The study — published Friday by the UK Health Security Agency, alongside Cambridge University’s MRC Biostatistics unit — examined 528,176 Omicron cases and 573,012 Delta infections.

“In this analysis, the risk of hospitalization is lower for Omicron cases with symptomatic or asymptomatic infection after two and three doses of vaccine, with an 81% … reduction in the risk of hospitalization after three doses compared to unvaccinated Omicron cases,” the UKHSA said.

However, the analysis said vaccines provided “significantly lower” protection against symptomatic infection from Omicron than Delta.

“Nevertheless, protection against hospitalization is much greater than that against symptomatic disease, in particular after a booster dose,” it stressed.

Figures released Friday showed the number of people hospitalized with COVID-19 in the UK rose to 12,395, up 68% from a week earlier and the highest number recorded since February. New confirmed daily cases hit another record — 189,846 — and the government reported a further 203 deaths.

Hospital admissions have started to rise as well amid the spread of the new strain, but the government said it believes the new variant is milder than Delta.

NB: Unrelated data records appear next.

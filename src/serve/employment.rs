// src/serve/employment.rs

use super::tables::table_route;
use super::{error::ApiError, AppState};
use crate::corpus::{self, CsvFile};
use axum::{extract::State, routing::get, Json, Router};
use serde::Serialize;

const FOLDER: &str = "İSTİHDAM VE İŞSİZLİK 2/İL BAZINDA";

pub fn routes() -> Router<AppState> {
    let file = |name: &str| format!("{FOLDER}/{name}");
    Router::new()
        .route(
            "/labor-participation-rate",
            table_route(file("ISGUCU_KATILMA_ORANI.csv")),
        )
        .route("/unemployment-rate", table_route(file("ISSIZLIK_ORANI.csv")))
        .route("/employment-rate", table_route(file("ISTIHDAM_ORANI.csv")))
        .route("/files", get(list_files))
}

#[derive(Serialize)]
#[serde(rename_all = "camelCase")]
pub struct FileListing {
    pub base_path: String,
    pub total_files: usize,
    pub files: Vec<CsvFile>,
}

async fn list_files(State(state): State<AppState>) -> Result<Json<FileListing>, ApiError> {
    let dir = state.cfg.data_dir.join(FOLDER);
    let files = corpus::list_csv_files(&dir)?;
    Ok(Json(FileListing {
        base_path: dir.display().to_string(),
        total_files: files.len(),
        files,
    }))
}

“It remains too early to draw any definitive conclusions on hospital severity, and the increased transmissibility of Omicron and the rising cases in the over 60s population in England means it remains highly likely that there will be significant pressure on the NHS in coming weeks,” said Susan Hopkins, chief medical adviser at UKHSA.

People walk in Soho, London, on December 30, 2021. (Jonathan Brady/PA via AP)

But Chris Hopson, the head of NHS Providers, told The Times that “although the numbers are going up and going up increasingly rapidly, the absence of large numbers of seriously ill older people is providing significant reassurance.”

UK Prime Minister Boris Johnson has urged people to take a rapid coronavirus test before going out and meeting with others on Friday, or to celebrate New Year’s Eve outdoors if possible. While firework displays have been canceled in London for the second year in a row, many parties were going ahead and many revelers were still expected to turn out in the capital later in the day.

Some believe Johnson’s strategy is dangerous and that large crowds gathering indoors for New Year’s Eve will likely lead to a further rise in infections.

“It is quite risky, given the fact we’re now approaching 200,000 cases per day –- there is a high rate of infection in the community,” Dr. Azeem Majeed, head of primary care and public health at Imperial College London, told Times Radio.

Health officials said the government has met its goal of offering a vaccine booster shot to all adults in the country by December 31. About 82% of all over 12-year-olds in the UK have received a second vaccine dose, officials said.